Items listed in a dataset
··········

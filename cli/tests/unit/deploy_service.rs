//! Unit tests for the deploy service: generation, deploy, URL reporting.

#![allow(clippy::expect_used, clippy::unwrap_used)]

use std::path::{Path, PathBuf};
use std::time::Duration;

use gradio_modal::application::services::deploy_service::{self, DeployPlan, SourceFile};
use gradio_modal::domain::detect::Detection;
use gradio_modal::domain::messages::Locale;
use gradio_modal::domain::{DeployError, DeploymentMode, TemplateConfig};

use crate::helpers::{DEPLOY_STDOUT, DEPLOYED_URL, GRADIO_SOURCE, err_output, ok_output};
use crate::mocks::{FakeModal, MemFs, RecordingReporter};

const OUT: &str = "/work/modal_app.py";

fn plan(source: &str) -> DeployPlan {
    DeployPlan {
        config: TemplateConfig::new("my-app", DeploymentMode::Minimum, "app.py", source),
        output_path: PathBuf::from(OUT),
        dry_run: false,
        test_deploy: false,
        deploy_timeout: Duration::from_secs(900),
        locale: Locale::English,
    }
}

#[tokio::test]
async fn test_dry_run_writes_file_and_never_calls_modal() {
    let fs = MemFs::default();
    let modal = FakeModal::default();
    let reporter = RecordingReporter::default();
    let mut plan = plan(GRADIO_SOURCE);
    plan.dry_run = true;

    let report = deploy_service::execute(&plan, &fs, &modal, &reporter)
        .await
        .expect("dry run");

    assert!(!report.deployed);
    assert_eq!(report.url, None);
    assert!(modal.calls().is_empty(), "{:?}", modal.calls());
    let written = fs.written(OUT).expect("file written");
    assert!(written.contains("app = modal.App(\"my-app\""));
    assert!(written.contains("demo = gr.Interface("));
    assert!(reporter.contains("modal deploy /work/modal_app.py"));
}

#[tokio::test]
async fn test_deploy_reports_url_from_stdout() {
    let fs = MemFs::default();
    let modal = FakeModal {
        deploy: Some(ok_output(DEPLOY_STDOUT)),
        ..FakeModal::default()
    };
    let reporter = RecordingReporter::default();

    let report = deploy_service::execute(&plan(GRADIO_SOURCE), &fs, &modal, &reporter)
        .await
        .expect("deploy");

    assert!(report.deployed);
    assert_eq!(report.url.as_deref(), Some(DEPLOYED_URL));
    assert_eq!(modal.calls(), vec![format!("deploy {OUT}")]);
    assert!(matches!(report.detection, Detection::Unique(ref c) if c.name == "demo"));
    assert!(reporter.warnings().is_empty(), "{:?}", reporter.warnings());
}

#[tokio::test]
async fn test_deploy_falls_back_to_stderr_for_url() {
    let modal = FakeModal {
        deploy: Some(std::process::Output {
            stderr: b"View app at https://acme--x.modal.run.\n".to_vec(),
            ..ok_output(b"done\n")
        }),
        ..FakeModal::default()
    };
    let url = deploy_service::deploy(&modal, Path::new(OUT), Duration::from_secs(1))
        .await
        .expect("deploy");
    assert_eq!(url.as_deref(), Some("https://acme--x.modal.run"));
}

#[tokio::test]
async fn test_deploy_without_url_warns() {
    let fs = MemFs::default();
    let modal = FakeModal {
        deploy: Some(ok_output(b"App deployed\n")),
        ..FakeModal::default()
    };
    let reporter = RecordingReporter::default();

    let report = deploy_service::execute(&plan(GRADIO_SOURCE), &fs, &modal, &reporter)
        .await
        .expect("deploy");

    assert!(report.deployed);
    assert_eq!(report.url, None);
    assert_eq!(reporter.warnings().len(), 1);
}

#[tokio::test]
async fn test_deploy_failure_surfaces_stderr() {
    let fs = MemFs::default();
    let modal = FakeModal {
        deploy: Some(err_output(1, b"Error: image build failed\n")),
        ..FakeModal::default()
    };
    let err = deploy_service::execute(&plan(GRADIO_SOURCE), &fs, &modal, &RecordingReporter::default())
        .await
        .unwrap_err();

    assert_eq!(
        err.downcast_ref::<DeployError>(),
        Some(&DeployError::DeployFailed("Error: image build failed".into()))
    );
    assert!(fs.written(OUT).is_some(), "file is kept for inspection");
}

#[tokio::test]
async fn test_test_deploy_stops_app_after_deploy() {
    let fs = MemFs::default();
    let modal = FakeModal {
        deploy: Some(ok_output(DEPLOY_STDOUT)),
        ..FakeModal::default()
    };
    let mut plan = plan(GRADIO_SOURCE);
    plan.test_deploy = true;

    let report = deploy_service::execute(&plan, &fs, &modal, &RecordingReporter::default())
        .await
        .expect("deploy");

    assert!(report.stopped);
    assert_eq!(
        modal.calls(),
        vec![format!("deploy {OUT}"), "app stop my-app".to_string()]
    );
}

#[tokio::test]
async fn test_test_deploy_stop_failure_is_error() {
    let modal = FakeModal {
        deploy: Some(ok_output(DEPLOY_STDOUT)),
        stop: Some(err_output(1, b"no such app")),
        ..FakeModal::default()
    };
    let mut plan = plan(GRADIO_SOURCE);
    plan.test_deploy = true;
    let err = deploy_service::execute(&plan, &MemFs::default(), &modal, &RecordingReporter::default())
        .await
        .unwrap_err();
    assert!(err.to_string().contains("no such app"), "{err}");
}

#[tokio::test]
async fn test_missing_interface_warns_before_deploy() {
    let reporter = RecordingReporter::default();
    let mut plan = plan("print('hello')\n");
    plan.dry_run = true;
    let report = deploy_service::execute(&plan, &MemFs::default(), &FakeModal::default(), &reporter)
        .await
        .expect("dry run");
    assert_eq!(report.detection, Detection::None);
    assert_eq!(reporter.warnings().len(), 1);
}

#[tokio::test]
async fn test_ambiguous_interfaces_warn_with_names() {
    let reporter = RecordingReporter::default();
    let mut plan = plan("import gradio as gr\na = gr.Blocks()\nb = gr.Interface(fn=f, inputs='text', outputs='text')\n");
    plan.dry_run = true;
    deploy_service::execute(&plan, &MemFs::default(), &FakeModal::default(), &reporter)
        .await
        .expect("dry run");
    let warnings = reporter.warnings();
    assert_eq!(warnings.len(), 1);
    assert!(warnings[0].contains("a, b"), "{warnings:?}");
}

#[tokio::test]
async fn test_default_entry_point_name_settles_several_interfaces() {
    let reporter = RecordingReporter::default();
    let mut plan = plan("import gradio as gr\na = gr.Blocks()\ndemo = gr.Interface(fn=f, inputs='text', outputs='text')\n");
    plan.dry_run = true;
    let report = deploy_service::execute(&plan, &MemFs::default(), &FakeModal::default(), &reporter)
        .await
        .expect("dry run");
    assert!(matches!(report.detection, Detection::Unique(ref c) if c.name == "demo"));
    assert!(reporter.warnings().is_empty(), "{:?}", reporter.warnings());
}

#[tokio::test]
async fn test_portuguese_locale_changes_messages() {
    let reporter = RecordingReporter::default();
    let mut plan = plan(GRADIO_SOURCE);
    plan.dry_run = true;
    plan.locale = Locale::BrazilianPortuguese;
    deploy_service::execute(&plan, &MemFs::default(), &FakeModal::default(), &reporter)
        .await
        .expect("dry run");
    assert!(reporter.contains("Gerando arquivo de deploy"));
}

#[test]
fn test_load_source_rejects_non_python() {
    let fs = MemFs::with_source("/work/app.txt", "x");
    let err = deploy_service::load_source(&fs, Path::new("/work/app.txt")).unwrap_err();
    assert_eq!(
        err.downcast_ref::<DeployError>(),
        Some(&DeployError::NotPython("/work/app.txt".into()))
    );
}

#[test]
fn test_load_source_and_output_path() {
    let fs = MemFs::with_source("/work/app.py", GRADIO_SOURCE);
    let source: SourceFile =
        deploy_service::load_source(&fs, Path::new("/work/app.py")).expect("load");
    assert_eq!(source.stem, "app");
    assert_eq!(source.file_name, "app.py");
    assert_eq!(
        deploy_service::output_path(&source, None),
        PathBuf::from("/work/modal_app.py")
    );
    assert_eq!(
        deploy_service::output_path(&source, Some(Path::new("/out"))),
        PathBuf::from("/out/modal_app.py")
    );
}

··········

Work to be completed - Search the data above and return each line in which "TemplateConfig" occurs.

Response to this task -
use gradio_modal::domain::{DeployError, DeploymentMode, TemplateConfig};
        config: TemplateConfig::new("my-app", DeploymentMode::Minimum, "app.py", source),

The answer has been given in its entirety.